CPG Brands Bring Digital Tools to Brick-and-Mortar Stores

CPG brands are looking toward store shelves to help combat the e-commerce boom.

Cpg

CPG brands are racing towards digitization to take over and advantage that e-commerce may be gaining on brick-and-mortar stores. 

The latest item on their get-even list? Store shelves.

Forbes reports that CPG companies like Coca-Cola have conducted manual audits and surveys to see how and where stores stock their products on shelves, even looking into how their goods are placed next to rivals' and if any out-of-stock items have been replenished. Due to technology, this process is increasingly being dropped as CPG brands seek to bridge the gap between what they can see in stores and online. 

Coca-Cola will replace its traditional manual audit of store shelves with tools from Trax, allowing product-shelf images to be taken on mobile phones using augmented reality, Forbes reports. According to the publication, a combination of image recognition, machine learning and aritifical intelligence will be used to study the images and give the company insight much faster on any shelf pattern or change. With the new technology, Coca-Cola will cut cost and time and be able to conduct corporate-level marketplace surveys six times a year, instead of two that was used in the past.

According to Forbes, cutting manual labor and time isn't the only thing that CPG companies find attractive about digitizing their shelves. The traditional CPG industry has been slowing sales and its market share lost to upstarts that what consumers are perceiving as more authentic, healthier and natural pitch. Forbes reports that the perimeter of supermarkets has outpaced demand in the packaged-goods-dominated center aisles where newer and smaller brands are winning shelf space. While consumers are continue to shop online more, the CPG had 1,000 fewer stores to sell to in 2017, Forbes reports. 

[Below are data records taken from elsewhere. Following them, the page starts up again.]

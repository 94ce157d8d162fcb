//! Catalogue loading — reads the newline-delimited model dataset and
//! normalizes each row into a [`ModelRecord`].
//!
//! The catalogue is loaded once at startup and held read-only for the
//! process lifetime. Load failure is fatal for the session: `main` exits
//! rather than serving a partial dataset. Individual malformed lines are
//! skipped with a warning.

use std::fs::File;
use std::io::{BufRead, BufReader};
use std::path::Path;

use anyhow::{bail, Context, Result};
use serde::Deserialize;
use serde_json::Value;
use tracing::{info, warn};

use crate::catalogue::record::ModelRecord;

/// Height assigned when a source row's height string cannot be parsed.
const FALLBACK_HEIGHT_CM: i64 = 170;

/// The full, immutable record collection. Explicitly passed to the filter
/// engine on every call — never ambient global state.
#[derive(Debug, Clone)]
pub struct Catalogue {
    records: Vec<ModelRecord>,
}

/// One raw row of the JSONL dataset, before normalization.
#[derive(Debug, Deserialize)]
struct RawRow {
    #[serde(default)]
    model_id: Value,
    #[serde(default)]
    name: String,
    #[serde(default)]
    division: String,
    #[serde(default)]
    profile_url: String,
    #[serde(default)]
    thumbnail: String,
    #[serde(default)]
    images: Vec<String>,
    #[serde(default)]
    attributes: RawAttributes,
}

#[derive(Debug, Default, Deserialize)]
struct RawAttributes {
    #[serde(default)]
    height: String,
    #[serde(default)]
    hair: String,
    #[serde(default)]
    eyes: String,
    #[serde(default)]
    bust: String,
    #[serde(default)]
    waist: String,
    #[serde(default)]
    hips: String,
    #[serde(default)]
    shoes: String,
}

impl Catalogue {
    /// Loads the dataset from a JSONL file. Malformed lines are skipped;
    /// zero valid rows is a load failure.
    pub fn load(path: &Path) -> Result<Self> {
        let file = File::open(path)
            .with_context(|| format!("Failed to open catalogue dataset at {}", path.display()))?;

        let mut records = Vec::new();
        for (line_num, line) in BufReader::new(file).lines().enumerate() {
            let line = line.with_context(|| format!("Failed to read line {}", line_num + 1))?;
            let line = line.trim();
            if line.is_empty() {
                continue;
            }

            match serde_json::from_str::<RawRow>(line) {
                Ok(row) => records.push(normalize_row(row)),
                Err(e) => warn!("Skipping invalid JSON on line {}: {e}", line_num + 1),
            }
        }

        if records.is_empty() {
            bail!("No valid models found in {}", path.display());
        }

        info!("Loaded {} models from {}", records.len(), path.display());
        Ok(Self { records })
    }

    /// Builds a catalogue from already-normalized records (test fixtures).
    #[cfg_attr(not(test), allow(dead_code))]
    pub fn from_records(records: Vec<ModelRecord>) -> Self {
        Self { records }
    }

    pub fn records(&self) -> &[ModelRecord] {
        &self.records
    }

    pub fn len(&self) -> usize {
        self.records.len()
    }

    #[allow(dead_code)]
    pub fn is_empty(&self) -> bool {
        self.records.is_empty()
    }

    pub fn get(&self, model_id: &str) -> Option<&ModelRecord> {
        self.records.iter().find(|r| r.model_id == model_id)
    }
}

/// Normalizes one raw dataset row, enforcing the record invariants:
/// integer centimeter height, lowercase trimmed colors and division.
fn normalize_row(row: RawRow) -> ModelRecord {
    let height_cm = parse_height_to_cm(&row.attributes.height).unwrap_or_else(|| {
        if !row.attributes.height.trim().is_empty() {
            warn!(
                "Could not parse height '{}' for model '{}', using {FALLBACK_HEIGHT_CM}cm",
                row.attributes.height, row.name
            );
        }
        FALLBACK_HEIGHT_CM
    });

    let images = row.images;
    let thumbnail = if row.thumbnail.is_empty() {
        images.first().cloned().unwrap_or_default()
    } else {
        row.thumbnail
    };

    ModelRecord {
        model_id: id_to_string(&row.model_id),
        name: row.name.trim().to_string(),
        division: row.division.trim().to_lowercase(),
        height_cm,
        hair_color: normalize_attribute(&row.attributes.hair),
        eye_color: normalize_attribute(&row.attributes.eyes),
        bust: row.attributes.bust.trim().to_string(),
        waist: row.attributes.waist.trim().to_string(),
        hips: row.attributes.hips.trim().to_string(),
        shoes: row.attributes.shoes.trim().to_string(),
        thumbnail,
        images,
        profile_url: row.profile_url,
    }
}

/// Model ids appear as strings or bare numbers in the dataset.
fn id_to_string(value: &Value) -> String {
    match value {
        Value::String(s) => s.trim().to_string(),
        Value::Number(n) => n.to_string(),
        _ => String::new(),
    }
}

fn normalize_attribute(attr: &str) -> String {
    attr.trim().to_lowercase()
}

/// Parses a source height string to integer centimeters.
///
/// Accepts the dataset's `5' 10" - 178` form (trailing centimeter value
/// wins) and bare feet/inches (`5' 10"`, converted at 2.54 cm/inch).
pub(crate) fn parse_height_to_cm(raw: &str) -> Option<i64> {
    let trimmed = raw.trim();
    if trimmed.is_empty() {
        return None;
    }

    // Trailing integer is the centimeter value.
    let tail: String = trimmed
        .chars()
        .rev()
        .take_while(|c| c.is_ascii_digit())
        .collect();
    if !tail.is_empty() {
        let digits: String = tail.chars().rev().collect();
        if let Ok(cm) = digits.parse::<i64>() {
            return Some(cm);
        }
    }

    // Fall back to feet/inches.
    let apostrophe = trimmed.find('\'')?;
    let feet: i64 = trimmed[..apostrophe]
        .chars()
        .rev()
        .take_while(|c| c.is_ascii_digit())
        .collect::<String>()
        .chars()
        .rev()
        .collect::<String>()
        .parse()
        .ok()?;

    let rest = trimmed[apostrophe + 1..].trim_start();
    let inches_str: String = rest
        .chars()
        .take_while(|c| c.is_ascii_digit() || *c == '.')
        .collect();
    let inches: f64 = inches_str.parse().ok()?;

    Some((((feet * 12) as f64 + inches) * 2.54) as i64)
}

#[cfg(test)]
mod tests {
    use std::io::Write;

    use super::*;

    #[test]
    fn test_parse_height_trailing_cm_wins() {
        assert_eq!(parse_height_to_cm("5' 10\" - 178"), Some(178));
        assert_eq!(parse_height_to_cm("180"), Some(180));
    }

    #[test]
    fn test_parse_height_feet_inches_fallback() {
        // 5'10" = 70 inches = 177.8 cm, truncated
        assert_eq!(parse_height_to_cm("5' 10\""), Some(177));
    }

    #[test]
    fn test_parse_height_unparsable_is_none() {
        assert_eq!(parse_height_to_cm(""), None);
        assert_eq!(parse_height_to_cm("tall"), None);
    }

    #[test]
    fn test_load_normalizes_and_skips_bad_lines() {
        let mut file = tempfile::NamedTempFile::new().unwrap();
        writeln!(
            file,
            r#"{{"model_id": "m1", "name": "  Ava Quinn ", "division": "IMA", "attributes": {{"height": "5' 10\" - 178", "hair": " Light Ash Blonde ", "eyes": "Blue"}}, "images": ["https://cdn.example/ava-1.jpg", "https://cdn.example/ava-2.jpg"]}}"#
        )
        .unwrap();
        writeln!(file, "not json at all").unwrap();
        writeln!(
            file,
            r#"{{"model_id": 42, "name": "Mira Sole", "division": "dev", "attributes": {{"height": "165", "hair": "Brown", "eyes": "Green", "bust": "34\""}}}}"#
        )
        .unwrap();

        let catalogue = Catalogue::load(file.path()).unwrap();
        assert_eq!(catalogue.len(), 2);

        let ava = catalogue.get("m1").unwrap();
        assert_eq!(ava.name, "Ava Quinn");
        assert_eq!(ava.division, "ima");
        assert_eq!(ava.height_cm, 178);
        assert_eq!(ava.hair_color, "light ash blonde");
        assert_eq!(ava.eye_color, "blue");
        // Thumbnail defaults to the first image when absent.
        assert_eq!(ava.thumbnail, "https://cdn.example/ava-1.jpg");

        let mira = catalogue.get("42").unwrap();
        assert_eq!(mira.height_cm, 165);
        assert_eq!(mira.bust, "34\"");
        assert!(mira.thumbnail.is_empty());
    }

    #[test]
    fn test_load_empty_dataset_is_an_error() {
        let file = tempfile::NamedTempFile::new().unwrap();
        assert!(Catalogue::load(file.path()).is_err());
    }

    #[test]
    fn test_unparsable_height_falls_back() {
        let mut file = tempfile::NamedTempFile::new().unwrap();
        writeln!(
            file,
            r#"{{"model_id": "m1", "name": "Ada", "division": "mai", "attributes": {{"height": "unknown", "hair": "red", "eyes": "green"}}}}"#
        )
        .unwrap();

        let catalogue = Catalogue::load(file.path()).unwrap();
        assert_eq!(catalogue.get("m1").unwrap().height_cm, FALLBACK_HEIGHT_CM);
    }
}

Trax's growth is partially due to industry urgency. In the two years since the startup entered the U.S. market, it has won major CPG clients such as Kellogg, Kimberly-Clar, M&M's and Heineken and Anheuser-Busch. The U.S. represents more than half of the sales for Trax, Forbes reports, and the company is working with a number of major global retailers. The company is giving employees the ability to have employees free from manual tasks so that they can better serve customers.